//! Group, membership and favorite entities (database row mappings).

use chrono::{DateTime, Utc};
use domain::models::group::{
    Group, GroupPrivacy, GroupRole, GroupSummary, Membership,
};
use sqlx::FromRow;
use uuid::Uuid;

/// Database enum for group_role that maps to PostgreSQL enum type.
#[derive(Debug, Clone, Copy, PartialEq, Eq, sqlx::Type)]
#[sqlx(type_name = "group_role", rename_all = "lowercase")]
pub enum GroupRoleDb {
    Member,
    Admin,
}

impl From<GroupRoleDb> for GroupRole {
    fn from(db_role: GroupRoleDb) -> Self {
        match db_role {
            GroupRoleDb::Member => GroupRole::Member,
            GroupRoleDb::Admin => GroupRole::Admin,
        }
    }
}

impl From<GroupRole> for GroupRoleDb {
    fn from(role: GroupRole) -> Self {
        match role {
            GroupRole::Member => GroupRoleDb::Member,
            GroupRole::Admin => GroupRoleDb::Admin,
        }
    }
}

/// Database enum for group_privacy.
#[derive(Debug, Clone, Copy, PartialEq, Eq, sqlx::Type)]
#[sqlx(type_name = "group_privacy", rename_all = "lowercase")]
pub enum GroupPrivacyDb {
    Private,
    Public,
}

impl From<GroupPrivacyDb> for GroupPrivacy {
    fn from(db: GroupPrivacyDb) -> Self {
        match db {
            GroupPrivacyDb::Private => GroupPrivacy::Private,
            GroupPrivacyDb::Public => GroupPrivacy::Public,
        }
    }
}

impl From<GroupPrivacy> for GroupPrivacyDb {
    fn from(privacy: GroupPrivacy) -> Self {
        match privacy {
            GroupPrivacy::Private => GroupPrivacyDb::Private,
            GroupPrivacy::Public => GroupPrivacyDb::Public,
        }
    }
}

/// Database row mapping for the groups table.
#[derive(Debug, Clone, FromRow)]
pub struct GroupEntity {
    pub id: Uuid,
    pub name: String,
    pub description: String,
    pub privacy: GroupPrivacyDb,
    pub created_by: Uuid,
    pub is_active: bool,
    pub created_at: DateTime<Utc>,
    pub updated_at: DateTime<Utc>,
}

impl From<GroupEntity> for Group {
    fn from(entity: GroupEntity) -> Self {
        Self {
            id: entity.id,
            name: entity.name,
            description: entity.description,
            privacy: entity.privacy.into(),
            created_by: entity.created_by,
            is_active: entity.is_active,
            created_at: entity.created_at,
            updated_at: entity.updated_at,
        }
    }
}

/// Database row mapping for the group_memberships table.
#[derive(Debug, Clone, FromRow)]
pub struct GroupMembershipEntity {
    pub id: Uuid,
    pub group_id: Uuid,
    pub user_id: Uuid,
    pub role: GroupRoleDb,
    pub joined_at: DateTime<Utc>,
}

impl From<GroupMembershipEntity> for Membership {
    fn from(entity: GroupMembershipEntity) -> Self {
        Self {
            id: entity.id,
            group_id: entity.group_id,
            user_id: entity.user_id,
            role: entity.role.into(),
            joined_at: entity.joined_at,
        }
    }
}

/// Group joined with the requesting user's membership and aggregates.
#[derive(Debug, Clone, FromRow)]
pub struct GroupSummaryEntity {
    pub id: Uuid,
    pub name: String,
    pub description: String,
    pub privacy: GroupPrivacyDb,
    pub role: GroupRoleDb,
    pub joined_at: DateTime<Utc>,
    pub member_count: i64,
    pub competition_count: i64,
    pub is_favorite: bool,
}

impl From<GroupSummaryEntity> for GroupSummary {
    fn from(entity: GroupSummaryEntity) -> Self {
        Self {
            id: entity.id,
            name: entity.name,
            description: entity.description,
            privacy: entity.privacy.into(),
            member_count: entity.member_count,
            competition_count: entity.competition_count,
            is_favorite: entity.is_favorite,
            your_role: entity.role.into(),
            joined_at: entity.joined_at,
        }
    }
}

# Exercise details
For each line of the material that contains "lowercase", return a copy.

# Answer to this problem
#[sqlx(type_name = "group_role", rename_all = "lowercase")]
#[sqlx(type_name = "group_privacy", rename_all = "lowercase")]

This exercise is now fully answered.